Data extract:
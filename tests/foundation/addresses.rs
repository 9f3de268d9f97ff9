//! Integration tests for fat field addresses

use progsvm_foundation::{Cell, EntityIndex, FieldAddress};
use proptest::prelude::*;

#[test]
fn address_packs_entity_high() {
    let addr = FieldAddress::encode(EntityIndex::new(2), 5).unwrap();
    assert_eq!(addr.bits(), 0x0002_0005);
    assert_eq!(addr.entity(), EntityIndex::new(2));
    assert_eq!(addr.field(), 5);
}

#[test]
fn oversized_halves_do_not_encode() {
    assert!(FieldAddress::encode(EntityIndex::new(0x1_0000), 0).is_none());
    assert!(FieldAddress::encode(EntityIndex::new(1), 0x1_0000).is_none());
}

#[test]
fn address_survives_a_cell() {
    let addr = FieldAddress::encode(EntityIndex::new(600), 123).unwrap();
    let cell = Cell::from_int(addr.bits() as i32);
    assert_eq!(FieldAddress::from_bits(cell.bits()), addr);
}

proptest! {
    #[test]
    fn encode_decode_round_trip(
        entity in 0..=FieldAddress::MAX_ENTITY,
        field in 0..=FieldAddress::MAX_FIELD,
    ) {
        let addr = FieldAddress::encode(EntityIndex::new(entity), field).unwrap();
        prop_assert_eq!(addr.decode(), (EntityIndex::new(entity), field));
    }
}
//! Environment-driven configuration for the monitor binary, plus the
//! watchlist of accounts whose pending transactions are tracked.

use std::collections::BTreeMap;
use std::env;
use std::fs;
use std::path::Path;

use thiserror::Error;

use crate::model::{AccountAddress, AddressFormatError};

const DEFAULT_WINDOW_SECONDS: u64 = 60;
const DEFAULT_TX_THRESHOLD: usize = 10;
const DEFAULT_POLL_INTERVAL_MS: u64 = 1_000;

/// Key configuration derived from `.env`/process variables so the monitor
/// binary has a deterministic environment contract.
#[derive(Debug, Clone, PartialEq, Eq)]
pub struct MonitorConfig {
    rpc_url: String,
    watchlist_path: String,
    window_seconds: u64,
    tx_threshold: usize,
    poll_interval_ms: u64,
}

impl MonitorConfig {
    /// Loads configuration by hydrating `.env` (if present) and reading the
    /// required process variables. Missing or malformed entries surface as
    /// `ConfigError` so the binary can respond gracefully.
    pub fn load_from_env() -> Result<Self, ConfigError> {
        hydrate_env_file()?;

        Ok(Self {
            rpc_url: get_required_var("MONITOR_RPC_URL")?,
            watchlist_path: get_required_var("MONITOR_WATCHLIST_PATH")?,
            window_seconds: get_optional_number("MONITOR_WINDOW_SECONDS")?
                .unwrap_or(DEFAULT_WINDOW_SECONDS),
            tx_threshold: get_optional_number("MONITOR_TX_THRESHOLD")?
                .unwrap_or(DEFAULT_TX_THRESHOLD),
            poll_interval_ms: get_optional_number("MONITOR_POLL_INTERVAL_MS")?
                .unwrap_or(DEFAULT_POLL_INTERVAL_MS),
        })
    }

    pub fn rpc_url(&self) -> &str {
        &self.rpc_url
    }

    pub fn watchlist_path(&self) -> &str {
        &self.watchlist_path
    }

    pub fn window_seconds(&self) -> u64 {
        self.window_seconds
    }

    pub fn tx_threshold(&self) -> usize {
        self.tx_threshold
    }

    pub fn poll_interval_ms(&self) -> u64 {
        self.poll_interval_ms
    }
}

/// A named account on the watchlist.
#[derive(Debug, Clone, PartialEq, Eq)]
pub struct WatchlistEntry {
    pub name: String,
    pub address: AccountAddress,
}

/// The set of accounts to monitor, loaded once at startup from a JSON object
/// mapping display names to `0x` addresses.
#[derive(Debug, Clone, PartialEq, Eq)]
pub struct Watchlist {
    entries: Vec<WatchlistEntry>,
}

impl Watchlist {
    /// Reads and validates the watchlist file.
    pub fn from_path(path: impl AsRef<Path>) -> Result<Self, ConfigError> {
        let path = path.as_ref();
        let raw = fs::read_to_string(path).map_err(|source| ConfigError::WatchlistIo {
            path: path.display().to_string(),
            source,
        })?;
        Self::from_json_str(&raw).map_err(|err| err.with_watchlist_path(path))
    }

    /// Parses the `{"name": "0x..."} ` object shape and validates every
    /// address. Addresses must be unique so a transaction can never be
    /// attributed to two accounts.
    pub fn from_json_str(raw: &str) -> Result<Self, ConfigError> {
        let parsed: BTreeMap<String, String> =
            serde_json::from_str(raw).map_err(|source| ConfigError::WatchlistParse {
                path: String::new(),
                source,
            })?;

        let mut entries = Vec::with_capacity(parsed.len());
        for (name, address) in parsed {
            let address = AccountAddress::parse(&address)
                .map_err(|source| ConfigError::InvalidAddress {
                    name: name.clone(),
                    source,
                })?;
            entries.push(WatchlistEntry { name, address });
        }
        Self::from_entries(entries)
    }

    /// Builds a watchlist from pre-validated entries, still enforcing
    /// address uniqueness.
    pub fn from_entries(entries: Vec<WatchlistEntry>) -> Result<Self, ConfigError> {
        let mut seen = std::collections::HashSet::new();
        for entry in &entries {
            if !seen.insert(entry.address.clone()) {
                return Err(ConfigError::DuplicateAddress {
                    address: entry.address.as_str().to_string(),
                });
            }
        }
        Ok(Self { entries })
    }

    pub fn entries(&self) -> &[WatchlistEntry] {
        &self.entries
    }

    pub fn len(&self) -> usize {
        self.entries.len()
    }

    pub fn is_empty(&self) -> bool {
        self.entries.is_empty()
    }
}

fn get_required_var(key: &'static str) -> Result<String, ConfigError> {
    match env::var(key) {
        Ok(value) => {
            let trimmed = value.trim();
            if trimmed.is_empty() {
                Err(ConfigError::MissingVar { key })
            } else {
                Ok(trimmed.to_string())
            }
        }
        Err(_) => Err(ConfigError::MissingVar { key }),
    }
}

fn get_optional_var(key: &'static str) -> Option<String> {
    env::var(key).ok().and_then(|value| {
        let trimmed = value.trim();
        if trimmed.is_empty() {
            None
        } else {
            Some(trimmed.to_string())
        }
    })
}

fn get_optional_number<T>(key: &'static str) -> Result<Option<T>, ConfigError>
where
    T: std::str::FromStr<Err = std::num::ParseIntError>,
{
    match get_optional_var(key) {
        Some(raw) => raw
            .parse()
            .map(Some)
            .map_err(|source| ConfigError::InvalidNumber { key, source }),
        None => Ok(None),
    }
}

pub fn hydrate_env_file() -> Result<(), ConfigError> {
    if env::var_os("MEMPOOL_SENTRY_SKIP_DOTENV").is_some() {
        return Ok(());
    }
    match dotenvy::dotenv() {
        Ok(_) => {}
        Err(dotenvy::Error::Io(err)) if err.kind() == std::io::ErrorKind::NotFound => {}
        Err(err) => return Err(ConfigError::Dotenv { source: err }),
    }

    Ok(())
}

/// Errors emitted when `.env` hydration, environment parsing, or watchlist
/// loading fails.
#[derive(Debug, Error)]
pub enum ConfigError {
    #[error("missing required environment variable `{key}`")]
    MissingVar { key: &'static str },
    #[error("invalid integer in `{key}`: {source}")]
    InvalidNumber {
        key: &'static str,
        #[source]
        source: std::num::ParseIntError,
    },
    #[error("failed to load .env file: {source}")]
    Dotenv {
        #[from]
        source: dotenvy::Error,
    },
    #[error("failed to read watchlist `{path}`: {source}")]
    WatchlistIo {
        path: String,
        #[source]
        source: std::io::Error,
    },
    #[error("failed to parse watchlist `{path}`: {source}")]
    WatchlistParse {
        path: String,
        #[source]
        source: serde_json::Error,
    },
    #[error("invalid address for watchlist entry `{name}`: {source}")]
    InvalidAddress {
        name: String,
        #[source]
        source: AddressFormatError,
    },
    #[error("duplicate watchlist address `{address}`")]
    DuplicateAddress { address: String },
}

impl ConfigError {
    fn with_watchlist_path(self, path: &Path) -> Self {
        match self {
            Self::WatchlistParse { source, .. } => Self::WatchlistParse {
                path: path.display().to_string(),
                source,
            },
            other => other,
        }
    }
}
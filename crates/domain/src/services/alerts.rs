use std::collections::BTreeMap;

use chrono::Utc;

use crate::model::{AccountAddress, Finding, Severity};

/// Builds the structured finding emitted when an account exceeds its pending
/// transaction budget. Implementations must be pure construction — no I/O —
/// so the detection engine can be tested independently of alert formatting.
pub trait AlertEmitter: Send + Sync {
    fn emit(&self, account_name: &str, address: &AccountAddress, num_pending: usize) -> Finding;
}

/// Production emitter for the high-pending-transaction alert.
#[derive(Debug, Clone)]
pub struct PendingTxAlerts {
    window_seconds: u64,
}

impl PendingTxAlerts {
    pub const ALERT_ID: &'static str = "MEMPOOL-HIGH-PENDING-TX";

    pub fn new(window_seconds: u64) -> Self {
        Self { window_seconds }
    }
}

impl AlertEmitter for PendingTxAlerts {
    fn emit(&self, account_name: &str, address: &AccountAddress, num_pending: usize) -> Finding {
        let mut metadata = BTreeMap::new();
        metadata.insert("account_name".to_string(), account_name.to_string());
        metadata.insert(
            "account_address".to_string(),
            address.as_str().to_string(),
        );
        metadata.insert("num_pending".to_string(), num_pending.to_string());

        Finding {
            alert_id: Self::ALERT_ID.to_string(),
            name: "High Pending Transaction Count".to_string(),
            description: format!(
                "The {} account had {} pending transactions in the last {} seconds",
                account_name, num_pending, self.window_seconds
            ),
            severity: Severity::Low,
            metadata,
            emitted_at: Utc::now(),
        }
    }
}
//! Shared service helpers such as alert construction and telemetry wiring.

pub mod alerts;
pub mod telemetry;

pub use alerts::*;
pub use telemetry::*;
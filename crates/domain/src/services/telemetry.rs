use std::{env, net::SocketAddr, sync::Arc};

use metrics_exporter_prometheus::{PrometheusBuilder, PrometheusHandle};
use once_cell::sync::OnceCell;
use thiserror::Error;
use tracing_subscriber::{layer::SubscriberExt, util::SubscriberInitExt, EnvFilter};

use crate::config::hydrate_env_file;

static SUBSCRIBER_INSTALLED: OnceCell<()> = OnceCell::new();
static METRICS_HANDLE: OnceCell<Arc<PrometheusHandle>> = OnceCell::new();

/// Shared observability options for binaries.
#[derive(Debug, Clone)]
pub struct TelemetryConfig {
    log_filter: String,
    metrics_address: Option<String>,
}

impl TelemetryConfig {
    /// Loads telemetry knobs from optional environment variables prefixed
    /// with `<PREFIX>_`, e.g. `MONITOR_LOG_FILTER`. Missing entries fall back
    /// to sane defaults so the binary does not require extra configuration to
    /// boot.
    pub fn from_env(prefix: &str) -> Self {
        let _ = hydrate_env_file();
        let upper = prefix.trim().to_ascii_uppercase();
        let log_key = format!("{}_LOG_FILTER", upper);
        let metrics_key = format!("{}_METRICS_ADDRESS", upper);

        let log_filter = env::var(log_key).unwrap_or_else(|_| "info".to_string());
        let metrics_address = env::var(metrics_key).ok().and_then(|value| {
            if value.trim().is_empty() {
                None
            } else {
                Some(value)
            }
        });

        Self {
            log_filter,
            metrics_address,
        }
    }

    pub fn log_filter(&self) -> &str {
        &self.log_filter
    }

    pub fn metrics_address(&self) -> Option<&str> {
        self.metrics_address.as_deref()
    }
}

/// Guard returned after telemetry initialization.
#[derive(Clone)]
pub struct TelemetryGuard {
    metrics: Arc<PrometheusHandle>,
}

impl TelemetryGuard {
    pub fn render_metrics(&self) -> String {
        self.metrics.render()
    }
}

/// Centralized helper to wire up tracing + metrics exporters once per process.
pub fn init_telemetry(config: &TelemetryConfig) -> Result<TelemetryGuard, TelemetryError> {
    install_tracing(config)?;
    let metrics = install_metrics(config)?;

    Ok(TelemetryGuard { metrics })
}

fn install_tracing(config: &TelemetryConfig) -> Result<(), TelemetryError> {
    if SUBSCRIBER_INSTALLED.get().is_some() {
        return Ok(());
    }

    let env_filter = EnvFilter::try_new(config.log_filter())
        .map_err(|err| TelemetryError::InvalidLogFilter(err.to_string()))?;

    if SUBSCRIBER_INSTALLED.set(()).is_ok() {
        tracing_subscriber::registry()
            .with(env_filter)
            .with(tracing_subscriber::fmt::layer().with_target(true))
            .try_init()
            .map_err(|err| TelemetryError::Tracing(err.to_string()))?;
    }

    Ok(())
}

fn install_metrics(config: &TelemetryConfig) -> Result<Arc<PrometheusHandle>, TelemetryError> {
    METRICS_HANDLE
        .get_or_try_init(|| {
            let mut builder = PrometheusBuilder::new();
            if let Some(addr) = config.metrics_address() {
                let socket: SocketAddr =
                    addr.parse().map_err(|err: std::net::AddrParseError| {
                        TelemetryError::InvalidMetricsAddress(addr.to_string(), err.to_string())
                    })?;
                builder = builder.with_http_listener(socket);
            }

            builder
                .install_recorder()
                .map(Arc::new)
                .map_err(|err| TelemetryError::Metrics(err.to_string()))
        })
        .cloned()
}

#[derive(Debug, Error)]
pub enum TelemetryError {
    #[error("invalid log filter: {0}")]
    InvalidLogFilter(String),
    #[error("failed to install tracing subscriber: {0}")]
    Tracing(String),
    #[error("invalid metrics address `{0}`: {1}")]
    InvalidMetricsAddress(String, String),
    #[error("failed to install metrics recorder: {0}")]
    Metrics(String),
}
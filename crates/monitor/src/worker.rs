use std::sync::Arc;

use metrics::counter;
use thiserror::Error;
use tracing::{info, warn};

use mempool_sentry_domain::config::ConfigError;
use mempool_sentry_domain::services::telemetry::TelemetryError;

use crate::detector::{Detector, DetectorError, SettlementPulse};
use crate::feed::{ChainFeed, FeedStreams};

#[derive(Debug, Error)]
pub enum MonitorError {
    #[error("config error: {0}")]
    Config(#[from] ConfigError),
    #[error("detector error: {0}")]
    Detector(#[from] DetectorError),
    #[error("rpc error: {0}")]
    Rpc(String),
    #[error("telemetry error: {0}")]
    Telemetry(#[from] TelemetryError),
    #[error("settlement feed closed")]
    FeedClosed,
}

impl From<reqwest::Error> for MonitorError {
    fn from(value: reqwest::Error) -> Self {
        Self::Rpc(value.to_string())
    }
}

/// Runs the monitor until the feed closes: candidates are forwarded into the
/// detector from a separate task (they may arrive at any moment, including
/// mid-pulse), while settlement pulses are processed strictly one at a time.
pub async fn run_monitor<F>(detector: Arc<Detector>, feed: F) -> Result<(), MonitorError>
where
    F: ChainFeed,
{
    let FeedStreams {
        mut candidates,
        mut pulses,
    } = feed.subscribe().await?;

    let sink = detector.clone();
    tokio::spawn(async move {
        while let Some(candidate) = candidates.recv().await {
            sink.ingest(candidate);
        }
    });

    while let Some(pulse) = pulses.recv().await {
        handle_pulse(&detector, &pulse);
    }

    Err(MonitorError::FeedClosed)
}

fn handle_pulse(detector: &Detector, pulse: &SettlementPulse) {
    counter!("mempool_monitor_pulses_total").increment(1);
    let findings = detector.on_settlement(pulse);

    for finding in &findings {
        counter!("mempool_monitor_findings_total").increment(1);
        match serde_json::to_string(finding) {
            Ok(json) => info!(
                alert_id = %finding.alert_id,
                description = %finding.description,
                finding = %json,
                "finding emitted"
            ),
            Err(err) => warn!(?err, alert_id = %finding.alert_id, "failed to serialize finding"),
        }
    }
}
/// A candidate attributed to a tracked account, pending until it settles or
/// ages out of the window.
#[derive(Debug, Clone)]
struct PendingRecord {
    hash: TxHash,
    timestamp: i64,
}

struct TrackedAccount {
    name: String,
    address: AccountAddress,
    pending: VecDeque<PendingRecord>,
}

/// Errors surfaced when the detector is constructed with unusable parameters.
#[derive(Debug, Error, Clone, PartialEq, Eq)]
pub enum DetectorError {
    #[error("window must be at least one second")]
    ZeroWindow,
    #[error("watchlist must contain at least one account")]
    EmptyWatchlist,
}

/// Owns all detection state. Shared via `Arc`: `ingest` may be called from
/// any task at any time, while settlement pulses are processed by a single
/// sequential consumer.
pub struct Detector {
    window: WindowConfig,
    accounts: Mutex<Vec<TrackedAccount>>,
    staging: Mutex<Vec<StagedCandidate>>,
    anchor: RwLock<Option<TimeAnchor>>,
    clock: Arc<dyn Clock>,
    alerts: Arc<dyn AlertEmitter>,
}

impl std::fmt::Debug for Detector {
    fn fmt(&self, f: &mut std::fmt::Formatter<'_>) -> std::fmt::Result {
        f.debug_struct("Detector").finish_non_exhaustive()
    }
}

impl Detector {
    pub fn new(
        window: WindowConfig,
        watchlist: &Watchlist,
        clock: Arc<dyn Clock>,
        alerts: Arc<dyn AlertEmitter>,
    ) -> Result<Self, DetectorError> {
        if window.window_seconds == 0 {
            return Err(DetectorError::ZeroWindow);
        }
        if watchlist.is_empty() {
            return Err(DetectorError::EmptyWatchlist);
        }

        let accounts = watchlist
            .entries()
            .iter()
            .map(|entry| TrackedAccount {
                name: entry.name.clone(),
                address: entry.address.clone(),
                pending: VecDeque::new(),
            })
            .collect();

        Ok(Self {
            window,
            accounts: Mutex::new(accounts),
            staging: Mutex::new(Vec::new()),
            anchor: RwLock::new(None),
            clock,
            alerts,
        })
    }

    /// Whether the first settlement pulse has arrived.
    pub fn is_anchored(&self) -> bool {
        self.anchor.read().expect("anchor lock poisoned").is_some()
    }

    /// Current queue depth for an account, if it is on the watchlist.
    pub fn pending_depth(&self, address: &AccountAddress) -> Option<usize> {
        let accounts = self.accounts.lock().expect("accounts lock poisoned");
        accounts
            .iter()
            .find(|account| &account.address == address)
            .map(|account| account.pending.len())
    }

    /// Stages a candidate transaction. Never blocks beyond a brief lock.
    ///
    /// Candidates arriving before the first settlement pulse cannot be
    /// timestamped meaningfully and are dropped.
    pub fn ingest(&self, candidate: CandidateTx) {
        let anchor = *self.anchor.read().expect("anchor lock poisoned");
        let Some(anchor) = anchor else {
            counter!(
                "mempool_monitor_candidates_total",
                "result" => "dropped_unanchored"
            )
            .increment(1);
            return;
        };

        let timestamp = anchor.estimate(self.clock.monotonic());
        let mut staging = self.staging.lock().expect("staging lock poisoned");
        staging.push(StagedCandidate {
            hash: candidate.hash,
            from: candidate.from,
            timestamp,
        });
        counter!("mempool_monitor_candidates_total", "result" => "staged").increment(1);
    }

    /// Processes one settlement pulse to completion: re-anchor, drain,
    /// confirm, evict, evaluate. Must not run concurrently with itself;
    /// `ingest` may run concurrently throughout.
    pub fn on_settlement(&self, pulse: &SettlementPulse) -> Vec<Finding> {
        // Re-anchor first so candidates arriving while this pulse is being
        // processed interpolate off the fresh timestamp.
        {
            let mut anchor = self.anchor.write().expect("anchor lock poisoned");
            *anchor = Some(TimeAnchor::new(pulse.timestamp, self.clock.monotonic()));
        }

        // Atomically take exactly the candidates staged at this instant.
        // Later arrivals land in the fresh buffer and wait for the next
        // pulse, so nothing is processed twice.
        let drained = {
            let mut staging = self.staging.lock().expect("staging lock poisoned");
            std::mem::take(&mut *staging)
        };
        histogram!("mempool_monitor_batch_entries").record(drained.len() as f64);

        let settled: HashSet<&TxHash> = pulse.settled.iter().collect();
        let horizon = pulse.timestamp - self.window.window_seconds as i64;

        let mut accounts = self.accounts.lock().expect("accounts lock poisoned");

        let mut attributed = 0u64;
        let mut unattributed = 0u64;
        for candidate in drained {
            // Watchlist addresses are unique, so the first match is the only
            // match and a hash can never land in two queues.
            match accounts
                .iter_mut()
                .find(|account| account.address == candidate.from)
            {
                Some(account) => {
                    account.pending.push_back(PendingRecord {
                        hash: candidate.hash,
                        timestamp: candidate.timestamp,
                    });
                    attributed += 1;
                }
                None => unattributed += 1,
            }
        }
        counter!("mempool_monitor_drained_total", "result" => "attributed")
            .increment(attributed);
        counter!("mempool_monitor_drained_total", "result" => "unattributed")
            .increment(unattributed);

        let mut findings = Vec::new();
        for account in accounts.iter_mut() {
            // Settled hashes are no longer pending, even if still in-window.
            account
                .pending
                .retain(|record| !settled.contains(&record.hash));

            // Age out stale records oldest-first; the queue is in arrival
            // order, so the first in-window record ends the scan.
            while let Some(front) = account.pending.front() {
                if front.timestamp < horizon {
                    account.pending.pop_front();
                } else {
                    break;
                }
            }

            let num_pending = account.pending.len();
            gauge!(
                "mempool_monitor_pending_depth",
                "account" => account.name.clone()
            )
            .set(num_pending as f64);

            if num_pending > self.window.count_threshold {
                debug!(
                    account = %account.name,
                    num_pending,
                    threshold = self.window.count_threshold,
                    "pending count over threshold"
                );
                findings.push(
                    self.alerts
                        .emit(&account.name, &account.address, num_pending),
                );
            }
        }
        gauge!("mempool_monitor_last_settlement_timestamp").set(pulse.timestamp as f64);

        findings
    }
}
/// One fragment of a streamed agent run.
#[derive(Debug, Clone, PartialEq)]
pub enum RunResponse {
    /// Text content being streamed.
    Content { content: String },
    /// Agent is calling a tool. Only produced when tool calls are shown.
    ToolCall { name: String, arguments: String },
}

impl RunResponse {
    pub fn content(text: impl Into<String>) -> Self {
        RunResponse::Content {
            content: text.into(),
        }
    }

    pub fn tool_call(name: impl Into<String>, arguments: impl Into<String>) -> Self {
        RunResponse::ToolCall {
            name: name.into(),
            arguments: arguments.into(),
        }
    }
}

Exercise aim: Using the material above, gather every line that includes "trimmed".

Result for this exercise:
            let trimmed = value.trim();
            if trimmed.is_empty() {
                Ok(trimmed.to_string())
        let trimmed = value.trim();
        if trimmed.is_empty() {
            Some(trimmed.to_string())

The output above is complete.